§ Exercise materials

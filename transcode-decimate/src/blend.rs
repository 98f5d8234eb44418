//! Blend ratios and frame blending.
//!
//! Two kinds of rate conversion produce blended output:
//!
//! - **Down-conversion** (video cycles under hybrid 1) spreads `cycle - r`
//!   output positions evenly over the `cycle` source frames.
//! - **Post-decimation up-conversion** (film cycles under hybrid 3) spreads
//!   `cycle` output positions over the frames that survive decimation.
//!
//! Both yield a pair of source frames with weights that sum to one.

use crate::cycle::Cycle;
use crate::error::Result;
use crate::frame::Frame;

/// Fixed-point scale of the pixel blend weight.
const WEIGHT_ONE: u32 = 32768;

/// Source frames and weights for one output frame.
#[derive(Debug, Clone, Copy, PartialEq)]
pub struct BlendRatios {
    /// First source frame.
    pub frame1: i64,
    /// Second source frame.
    pub frame2: i64,
    /// Weight of the first frame.
    pub a1: f64,
    /// Weight of the second frame, `1 - a1`.
    pub a2: f64,
}

impl BlendRatios {
    /// The frame to show alone when one weight is full.
    pub fn single_frame(&self) -> Option<i64> {
        if self.a1 >= 1.0 {
            Some(self.frame1)
        } else if self.a2 >= 1.0 {
            Some(self.frame2)
        } else {
            None
        }
    }

    fn at(pos: f64, frame1: i64, frame2: i64) -> Self {
        let frac = pos - pos.floor();
        Self {
            frame1,
            frame2,
            a1: 1.0 - frac,
            a2: frac,
        }
    }
}

/// Ratios for output `n` of a video cycle starting at `base` with
/// `valid_len` frames, reduced by `cycle_r` per cycle of `cycle`.
pub fn down_convert_ratios(
    n: usize,
    base: i64,
    cycle: usize,
    cycle_r: usize,
    valid_len: usize,
    last_frame: i64,
) -> BlendRatios {
    let len = valid_len as f64;
    let kept = valid_len.saturating_sub(cycle_r).max(1) as f64;
    let step = len / kept;
    let offset = ((len - 1.0) - step * (kept - 1.0)) * 0.5;
    let index = n % (cycle - cycle_r).max(1);
    let pos = base as f64 + index as f64 * step + offset;
    let frame1 = (pos.floor() as i64).clamp(0, last_frame);
    let frame2 = ((pos + 1.0).floor() as i64).clamp(0, last_frame);
    BlendRatios::at(pos, frame1, frame2)
}

/// Ratios for output `n` of an up-converted film cycle with `remove`
/// frames decimated.
///
/// Positions run over the last kept frame of `prev`, the kept frames of
/// `curr` and the first kept frame of `next`, clamped to the stream.
pub fn post_decimation_ratios(
    n: usize,
    prev: &Cycle,
    curr: &Cycle,
    next: &Cycle,
    remove: usize,
    last_frame: i64,
) -> BlendRatios {
    let cycle_i = curr.valid_len();
    let cycle_d = cycle_i.saturating_sub(remove);
    let step = cycle_d as f64 / cycle_i.max(1) as f64;
    let span = (cycle_i as f64 - 1.0) * step;
    let offset = (span - span.floor()) * 0.5;
    let pos = 1.0 + (n % curr.length) as f64 * step - offset;

    let mut lut: Vec<Option<i64>> = vec![None; cycle_i + 2];
    lut[0] = prev
        .slots()
        .rev()
        .find(|&i| !prev.is_dropped(i))
        .map(|i| prev.source_frame(i));
    let kept = curr.kept_slots();
    for (k, &slot) in kept.iter().enumerate() {
        lut[k + 1] = Some(curr.source_frame(slot));
    }
    // next is assumed to follow the same pattern
    if let Some(&first) = kept.first() {
        lut[kept.len() + 1] = Some(next.frame_so + (first - curr.cycle_s) as i64);
    }
    let lookup = |pos: f64| {
        let idx = (pos.floor().max(0.0) as usize).min(lut.len() - 1);
        lut[idx].unwrap_or(0).clamp(0, last_frame)
    };
    BlendRatios::at(pos, lookup(pos), lookup(pos + 1.0))
}

/// Pixel blender with 15-bit fixed-point weights.
#[derive(Debug, Clone, Copy, Default)]
pub struct FrameBlender;

impl FrameBlender {
    /// Create a blender.
    pub fn new() -> Self {
        Self
    }

    /// Fixed-point weight of the first frame.
    pub fn weight(a1: f64) -> i32 {
        (a1 as f32 * WEIGHT_ONE as f32 + 0.5) as i32
    }

    /// Blend two frames, `a1` being the weight of `frame1`.
    ///
    /// A full weight copies one of the inputs unchanged.
    pub fn blend(&self, frame1: &Frame, frame2: &Frame, a1: f64) -> Result<Frame> {
        frame1.check_compatible(frame2)?;
        let weight = Self::weight(a1);
        if weight >= WEIGHT_ONE as i32 {
            return Ok(frame1.clone());
        }
        if weight <= 0 {
            return Ok(frame2.clone());
        }
        let mut output = frame1.clone();
        for plane in 0..frame1.num_planes() {
            if let (Some(a), Some(b), Some(dst)) = (
                frame1.plane(plane),
                frame2.plane(plane),
                output.plane_mut(plane),
            ) {
                blend_plane(a, b, dst, weight as u32);
            }
        }
        Ok(output)
    }
}

fn blend_plane(a: &[u16], b: &[u16], dst: &mut [u16], weight: u32) {
    let inv = WEIGHT_ONE - weight;
    for ((d, &x), &y) in dst.iter_mut().zip(a).zip(b) {
        *d = ((x as u32 * weight + y as u32 * inv + (WEIGHT_ONE >> 1)) >> 15) as u16;
    }
}

#[cfg(test)]
mod tests {
    use super::*;
    use crate::cycle::tests::cycle_with;
    use crate::frame::PixelFormat;
    use pretty_assertions::assert_eq;

    fn flat(value: u16) -> Frame {
        let mut frame = Frame::new(16, 16, PixelFormat::Yuv420p, 8);
        frame.fill_plane(0, value);
        frame
    }

    #[test]
    fn test_down_convert_positions() {
        // five video frames spread over four outputs
        let r: Vec<BlendRatios> = (0..4)
            .map(|n| down_convert_ratios(n, 10, 5, 1, 5, 100))
            .collect();
        assert_eq!(r[0].frame1, 10);
        assert!((r[0].a1 - 0.875).abs() < 1e-9);
        assert_eq!(r[3].frame1, 13);
        assert_eq!(r[3].frame2, 14);
        assert!((r[3].a2 - 0.875).abs() < 1e-9);
        for ratio in r {
            assert!((ratio.a1 + ratio.a2 - 1.0).abs() < 1e-12);
        }
    }

    #[test]
    fn test_post_decimation_positions() {
        let mut p = cycle_with(0, &[9, 9, 9, 9, 9], "ccccc");
        let mut c = cycle_with(5, &[9, 9, 9, 9, 9], "ccccc");
        let n = cycle_with(10, &[9, 9, 9, 9, 9], "ccccc");
        p.drop_slot(4);
        c.drop_slot(2);
        let first = post_decimation_ratios(0, &p, &c, &n, 1, 100);
        // lut = [3, 5, 6, 8, 9, 10]
        assert_eq!(first.frame1, 3);
        assert_eq!(first.frame2, 5);
        assert!((first.a2 - 0.9).abs() < 1e-9);
        let last = post_decimation_ratios(4, &p, &c, &n, 1, 100);
        assert_eq!(last.frame1, 9);
        assert_eq!(last.frame2, 10);
    }

    #[test]
    fn test_single_frame() {
        let r = BlendRatios {
            frame1: 3,
            frame2: 4,
            a1: 1.0,
            a2: 0.0,
        };
        assert_eq!(r.single_frame(), Some(3));
        let r = BlendRatios { a1: 0.0, a2: 1.0, ..r };
        assert_eq!(r.single_frame(), Some(4));
        let r = BlendRatios { a1: 0.5, a2: 0.5, ..r };
        assert_eq!(r.single_frame(), None);
    }

    #[test]
    fn test_blend_equal_weight() {
        let blender = FrameBlender::new();
        let out = blender.blend(&flat(100), &flat(201), 0.5).unwrap();
        assert!(out.plane(0).unwrap().iter().all(|&v| v == 151));
    }

    #[test]
    fn test_blend_full_weights_copy() {
        let blender = FrameBlender::new();
        let a = flat(100);
        let b = flat(200);
        assert_eq!(blender.blend(&a, &b, 1.0).unwrap(), a);
        assert_eq!(blender.blend(&a, &b, 0.0).unwrap(), b);
        assert_eq!(FrameBlender::weight(0.99999), 32768);
    }

    #[test]
    fn test_blend_dimension_mismatch() {
        let blender = FrameBlender::new();
        let a = flat(100);
        let b = Frame::new(32, 32, PixelFormat::Yuv420p, 8);
        assert!(blender.blend(&a, &b, 0.5).is_err());
    }
}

§ Task
Above are records; repeat only the lines starting at the line with "kept frames of" and ending at the line with "let cycle_i = curr.valid_len();", exactly as they appear, both included.

§ Exercise response
/// Positions run over the last kept frame of `prev`, the kept frames of
/// `curr` and the first kept frame of `next`, clamped to the stream.
pub fn post_decimation_ratios(
    n: usize,
    prev: &Cycle,
    curr: &Cycle,
    next: &Cycle,
    remove: usize,
    last_frame: i64,
) -> BlendRatios {
    let cycle_i = curr.valid_len();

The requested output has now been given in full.